## Input
***
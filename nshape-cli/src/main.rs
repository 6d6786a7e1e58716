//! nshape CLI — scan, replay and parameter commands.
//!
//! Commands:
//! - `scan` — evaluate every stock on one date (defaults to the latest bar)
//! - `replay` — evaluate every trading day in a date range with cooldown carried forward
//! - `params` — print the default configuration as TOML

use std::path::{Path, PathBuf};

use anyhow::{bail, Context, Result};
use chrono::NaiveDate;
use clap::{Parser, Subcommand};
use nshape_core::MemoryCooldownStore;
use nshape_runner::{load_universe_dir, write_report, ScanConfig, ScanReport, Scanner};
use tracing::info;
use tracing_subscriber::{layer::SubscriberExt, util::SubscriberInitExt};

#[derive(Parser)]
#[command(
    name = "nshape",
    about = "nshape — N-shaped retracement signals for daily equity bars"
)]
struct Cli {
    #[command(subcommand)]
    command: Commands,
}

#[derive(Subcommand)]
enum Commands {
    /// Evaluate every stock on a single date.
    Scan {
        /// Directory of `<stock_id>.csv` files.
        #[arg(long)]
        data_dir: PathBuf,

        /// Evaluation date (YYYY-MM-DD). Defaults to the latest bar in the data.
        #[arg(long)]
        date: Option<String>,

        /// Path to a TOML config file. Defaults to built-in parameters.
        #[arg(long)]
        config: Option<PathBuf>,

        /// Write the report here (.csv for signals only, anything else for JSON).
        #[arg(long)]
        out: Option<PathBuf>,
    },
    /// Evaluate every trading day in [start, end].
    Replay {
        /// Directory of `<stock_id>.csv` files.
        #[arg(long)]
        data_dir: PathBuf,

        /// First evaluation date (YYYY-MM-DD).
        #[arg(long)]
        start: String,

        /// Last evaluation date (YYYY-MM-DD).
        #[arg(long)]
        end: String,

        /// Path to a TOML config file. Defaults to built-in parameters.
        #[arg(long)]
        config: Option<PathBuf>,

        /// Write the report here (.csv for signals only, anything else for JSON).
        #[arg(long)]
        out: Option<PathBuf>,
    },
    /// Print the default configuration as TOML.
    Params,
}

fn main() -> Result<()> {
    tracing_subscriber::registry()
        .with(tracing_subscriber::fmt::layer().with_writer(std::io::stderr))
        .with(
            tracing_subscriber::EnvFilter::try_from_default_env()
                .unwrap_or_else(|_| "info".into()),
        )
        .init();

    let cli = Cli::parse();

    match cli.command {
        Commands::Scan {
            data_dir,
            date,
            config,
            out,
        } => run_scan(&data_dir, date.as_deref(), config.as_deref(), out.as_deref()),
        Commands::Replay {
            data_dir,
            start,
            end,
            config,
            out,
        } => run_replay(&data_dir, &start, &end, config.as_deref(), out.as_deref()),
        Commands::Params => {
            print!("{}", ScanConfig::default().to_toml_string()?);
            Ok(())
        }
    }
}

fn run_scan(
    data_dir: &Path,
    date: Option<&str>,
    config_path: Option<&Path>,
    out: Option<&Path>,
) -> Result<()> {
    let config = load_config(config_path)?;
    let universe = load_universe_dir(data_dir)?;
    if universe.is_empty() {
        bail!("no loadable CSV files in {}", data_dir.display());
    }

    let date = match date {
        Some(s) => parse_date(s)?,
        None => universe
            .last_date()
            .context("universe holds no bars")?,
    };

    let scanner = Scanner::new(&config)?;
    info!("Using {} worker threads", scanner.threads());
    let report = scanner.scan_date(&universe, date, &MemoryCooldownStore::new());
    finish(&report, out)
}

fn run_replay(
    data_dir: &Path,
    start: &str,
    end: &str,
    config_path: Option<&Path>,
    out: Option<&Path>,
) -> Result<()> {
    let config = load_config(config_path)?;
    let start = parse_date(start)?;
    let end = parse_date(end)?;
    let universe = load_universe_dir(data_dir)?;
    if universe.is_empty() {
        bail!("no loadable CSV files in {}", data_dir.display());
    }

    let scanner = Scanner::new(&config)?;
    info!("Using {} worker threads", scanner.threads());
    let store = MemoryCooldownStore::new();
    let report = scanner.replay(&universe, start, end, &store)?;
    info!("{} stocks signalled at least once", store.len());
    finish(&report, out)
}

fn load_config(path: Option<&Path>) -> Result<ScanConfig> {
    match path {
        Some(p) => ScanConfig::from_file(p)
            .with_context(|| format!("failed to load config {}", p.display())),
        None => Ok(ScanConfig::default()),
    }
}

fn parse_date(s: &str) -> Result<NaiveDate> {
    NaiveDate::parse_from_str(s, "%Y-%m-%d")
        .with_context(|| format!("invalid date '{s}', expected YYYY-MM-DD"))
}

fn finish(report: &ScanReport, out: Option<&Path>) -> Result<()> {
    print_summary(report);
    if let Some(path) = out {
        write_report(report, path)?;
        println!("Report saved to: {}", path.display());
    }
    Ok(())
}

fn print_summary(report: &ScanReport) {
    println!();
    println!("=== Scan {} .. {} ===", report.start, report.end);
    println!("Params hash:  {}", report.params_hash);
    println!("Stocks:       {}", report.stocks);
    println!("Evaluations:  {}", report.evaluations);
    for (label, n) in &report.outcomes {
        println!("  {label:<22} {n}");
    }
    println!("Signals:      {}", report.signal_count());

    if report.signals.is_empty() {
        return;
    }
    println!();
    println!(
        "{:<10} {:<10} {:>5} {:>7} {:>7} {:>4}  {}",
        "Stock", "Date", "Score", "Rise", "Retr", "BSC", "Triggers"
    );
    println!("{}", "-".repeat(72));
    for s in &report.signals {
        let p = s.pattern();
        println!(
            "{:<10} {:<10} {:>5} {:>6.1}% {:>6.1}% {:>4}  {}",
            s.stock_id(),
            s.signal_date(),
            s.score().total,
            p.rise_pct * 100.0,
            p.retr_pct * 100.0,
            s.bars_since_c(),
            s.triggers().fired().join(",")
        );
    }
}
***
## Task statement
Every line in the entries above that mentions the word "configuration" must be shown.

## Answer area
//! - `params` — print the default configuration as TOML
    /// Print the default configuration as TOML.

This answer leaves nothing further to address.